The Kansas Supreme Court refused Thursday to intervene on behalf of two abortion clinics in a dispute with the state attorney general over patient records that were leaked to "The O'Reilly Factor."

The clinics had asked the court to seize the records of 90 patients from Attorney General Phill Kline and appoint a special prosecutor to investigate how Fox News' Bill O'Reilly got access to abortion records for a Nov. 3 broadcast.

The court offered no explanation for its ruling in a one-sentence order signed by Chief Justice McFarland.

Kline received edited versions of the records in October from a Shawnee County judge after a two-year legal battle. He said he was investigating whether clinic doctors performed illegal late-term abortions and violated a state law requiring them to report suspected child abuse.

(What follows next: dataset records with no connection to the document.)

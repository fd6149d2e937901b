//! Thin functional wrapper over the durable token store. The adapter owns
//! nothing persistently; every call maps straight through to a query
//! against whatever's behind the `Store` trait.

use async_trait::async_trait;
use auth_entity::{AuthError, Filter, Operator, Token, TokenType};
use event_bus::{Dispatcher, Envelope, UserDeletedPayload, USER_DELETED};
use sqlx::{PgPool, Row};
use std::sync::Arc;
use tracing::{info, warn};

#[async_trait]
pub trait Store: Send + Sync {
    async fn get(&self, id: &str) -> Result<Token, AuthError>;
    async fn get_multiple(&self, filter: &Filter) -> Result<Vec<Token>, AuthError>;
    async fn create(&self, token: &Token) -> Result<(), AuthError>;
    async fn delete(&self, id: &str) -> Result<(), AuthError>;
    async fn close(&self) -> Result<(), AuthError>;
}

pub struct PgTokenStore {
    pool: PgPool,
}

impl PgTokenStore {
    pub fn new(pool: PgPool) -> Self {
        Self { pool }
    }
}

fn row_to_token(row: &sqlx::postgres::PgRow) -> Result<Token, AuthError> {
    let type_str: String = row.try_get("token_type").map_err(|e| AuthError::StoreFailure(e.to_string()))?;
    let token_type = TokenType::parse(&type_str)
        .ok_or_else(|| AuthError::StoreFailure(format!("unrecognized token_type {type_str}")))?;
    Ok(Token {
        id: row.try_get("id").map_err(|e| AuthError::StoreFailure(e.to_string()))?,
        user_id: row.try_get("user_id").map_err(|e| AuthError::StoreFailure(e.to_string()))?,
        token_type,
        issued_at: row.try_get("issued_at").map_err(|e| AuthError::StoreFailure(e.to_string()))?,
        expires_at: row.try_get("expires_at").map_err(|e| AuthError::StoreFailure(e.to_string()))?,
    })
}

/// Only columns the core actually filters on are addressable; this is the
/// adapter's SQL-injection boundary (`Filter::attribute` is otherwise an
/// arbitrary caller-supplied string).
fn column_for(attribute: &str) -> Result<&'static str, AuthError> {
    match attribute {
        "id" => Ok("id"),
        "user_id" => Ok("user_id"),
        _ => Err(AuthError::StoreFailure(format!("unfilterable attribute: {attribute}"))),
    }
}

fn operator_sql(operator: Operator) -> &'static str {
    operator.as_sql()
}

#[async_trait]
impl Store for PgTokenStore {
    async fn get(&self, id: &str) -> Result<Token, AuthError> {
        let row = sqlx::query("SELECT id, user_id, token_type, issued_at, expires_at FROM tokens WHERE id = $1")
            .bind(id)
            .fetch_optional(&self.pool)
            .await
            .map_err(|e| AuthError::StoreFailure(e.to_string()))?
            .ok_or(AuthError::KeyNotFound)?;
        row_to_token(&row)
    }

    async fn get_multiple(&self, filter: &Filter) -> Result<Vec<Token>, AuthError> {
        let column = column_for(&filter.attribute)?;
        let query = format!(
            "SELECT id, user_id, token_type, issued_at, expires_at FROM tokens WHERE {column} {} $1",
            operator_sql(filter.operator)
        );
        let rows = sqlx::query(&query)
            .bind(&filter.value)
            .fetch_all(&self.pool)
            .await
            .map_err(|e| AuthError::StoreFailure(e.to_string()))?;
        rows.iter().map(row_to_token).collect()
    }

    async fn create(&self, token: &Token) -> Result<(), AuthError> {
        sqlx::query(
            "INSERT INTO tokens (id, user_id, token_type, issued_at, expires_at) VALUES ($1, $2, $3, $4, $5)",
        )
        .bind(&token.id)
        .bind(&token.user_id)
        .bind(token.token_type.claim_str())
        .bind(token.issued_at)
        .bind(token.expires_at)
        .execute(&self.pool)
        .await
        .map_err(|e| AuthError::StoreFailure(e.to_string()))?;
        Ok(())
    }

    async fn delete(&self, id: &str) -> Result<(), AuthError> {
        sqlx::query("DELETE FROM tokens WHERE id = $1")
            .bind(id)
            .execute(&self.pool)
            .await
            .map_err(|e| AuthError::StoreFailure(e.to_string()))?;
        Ok(())
    }

    async fn close(&self) -> Result<(), AuthError> {
        self.pool.close().await;
        Ok(())
    }
}

/// Cascade-deletes every token owned by a deleted user. Registered against
/// the event bus dispatcher at composition time, not called directly.
pub async fn on_user_deleted(store: &dyn Store, user_id: &str) -> Result<(), AuthError> {
    let tokens = store.get_multiple(&Filter::user_id_eq(user_id)).await?;
    for token in &tokens {
        store.delete(&token.id).await?;
    }
    info!(user_id, deleted = tokens.len(), "cascade-deleted tokens for removed user");
    Ok(())
}

/// Wires `on_user_deleted` to the bus so the store reacts to `user_deleted`
/// without the caller needing to know the wire event shape.
pub async fn register_user_deleted_handler(
    dispatcher: &Dispatcher,
    store: Arc<dyn Store>,
) -> Result<(), event_bus::EventBusError> {
    dispatcher
        .register(
            USER_DELETED,
            Arc::new(move |envelope: Envelope| {
                let store = store.clone();
                Box::pin(async move {
                    let payload: UserDeletedPayload = match envelope.payload_as() {
                        Ok(p) => p,
                        Err(e) => {
                            warn!(error = %e, "undecodable user_deleted payload");
                            return;
                        }
                    };
                    if let Err(e) = on_user_deleted(store.as_ref(), &payload.user_id).await {
                        warn!(error = %e, user_id = %payload.user_id, "failed to cascade-delete tokens");
                    }
                })
            }),
        )
        .await
}

#[cfg(test)]
mod tests {
    use super::*;
    use auth_entity::TokenType;
    use chrono::Utc;
    use std::collections::HashMap;
    use tokio::sync::Mutex;

    #[derive(Default)]
    struct InMemoryStore {
        tokens: Mutex<HashMap<String, Token>>,
    }

    #[async_trait]
    impl Store for InMemoryStore {
        async fn get(&self, id: &str) -> Result<Token, AuthError> {
            self.tokens.lock().await.get(id).cloned().ok_or(AuthError::KeyNotFound)
        }

        async fn get_multiple(&self, filter: &Filter) -> Result<Vec<Token>, AuthError> {
            let column = column_for(&filter.attribute)?;
            Ok(self
                .tokens
                .lock()
                .await
                .values()
                .filter(|t| {
                    let actual = match column {
                        "id" => &t.id,
                        "user_id" => &t.user_id,
                        _ => unreachable!(),
                    };
                    match filter.operator {
                        Operator::Eq => actual == &filter.value,
                        Operator::Ne => actual != &filter.value,
                        _ => false,
                    }
                })
                .cloned()
                .collect())
        }

        async fn create(&self, token: &Token) -> Result<(), AuthError> {
            self.tokens.lock().await.insert(token.id.clone(), token.clone());
            Ok(())
        }

        async fn delete(&self, id: &str) -> Result<(), AuthError> {
            self.tokens.lock().await.remove(id);
            Ok(())
        }

        async fn close(&self) -> Result<(), AuthError> {
            Ok(())
        }
    }

    fn token(id: &str, user_id: &str) -> Token {
        Token::new(id, user_id, TokenType::Refresh, Utc::now(), chrono::Duration::hours(1))
    }

    #[tokio::test]
    async fn on_user_deleted_cascades_all_of_the_users_tokens() {
        let store = InMemoryStore::default();
        store.create(&token("t1", "u1")).await.unwrap();
        store.create(&token("t2", "u1")).await.unwrap();
        store.create(&token("t3", "u2")).await.unwrap();

        on_user_deleted(&store, "u1").await.unwrap();

        assert!(store.get("t1").await.is_err());
        assert!(store.get("t2").await.is_err());
        assert!(store.get("t3").await.is_ok());
    }

    #[tokio::test]
    async fn register_user_deleted_handler_reacts_to_bus_event() {
        let store: Arc<dyn Store> = Arc::new(InMemoryStore::default());
        store.create(&token("t1", "u1")).await.unwrap();

        let bus = Arc::new(event_bus::InMemoryEventBus::new());
        let dispatcher = Dispatcher::new(bus.clone() as Arc<dyn event_bus::EventBus>, "token-store");
        register_user_deleted_handler(&dispatcher, store.clone()).await.unwrap();

        bus.publish(Envelope::new("test", USER_DELETED, UserDeletedPayload { user_id: "u1".into() }).unwrap())
            .await
            .unwrap();

        // Give the dispatcher's background task a beat to run.
        tokio::time::sleep(std::time::Duration::from_millis(50)).await;
        assert!(store.get("t1").await.is_err());
    }
}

The clinics, operated by Dr. George Tiller in Wichita and by Planned Parenthood in Overland Park, argued that Kline was on a "fishing expedition" that violated the patients' privacy. They also said Kline, a strong abortion opponent, could not conduct an objective investigation.

O'Reilly interviewed Kline during the segment where O'Reilly discussed the leaked information. A spokeswoman for Kline, who lost his re-election bid four days after the broadcast, has said he doesn't know how O'Reilly got the records.

Kline accused the clinics of trying to thwart his investigation and argued that the court had no authority to appoint a special prosecutor or take over a criminal investigation.

The ruling means Kline, a Republican, can continue his investigation, refer potential cases to county prosecutors or file charges himself before leaving office Jan. 8.

Pedro Irigonegaray, an attorney representing the clinics, declined to comment, saying he had not examined the ruling.

Kline said: "These motions were without legal basis and the decision is appropriate."

Paul Morrison, a Democrat who will succeed Kline, said he has not decided whether he will continue the investigation.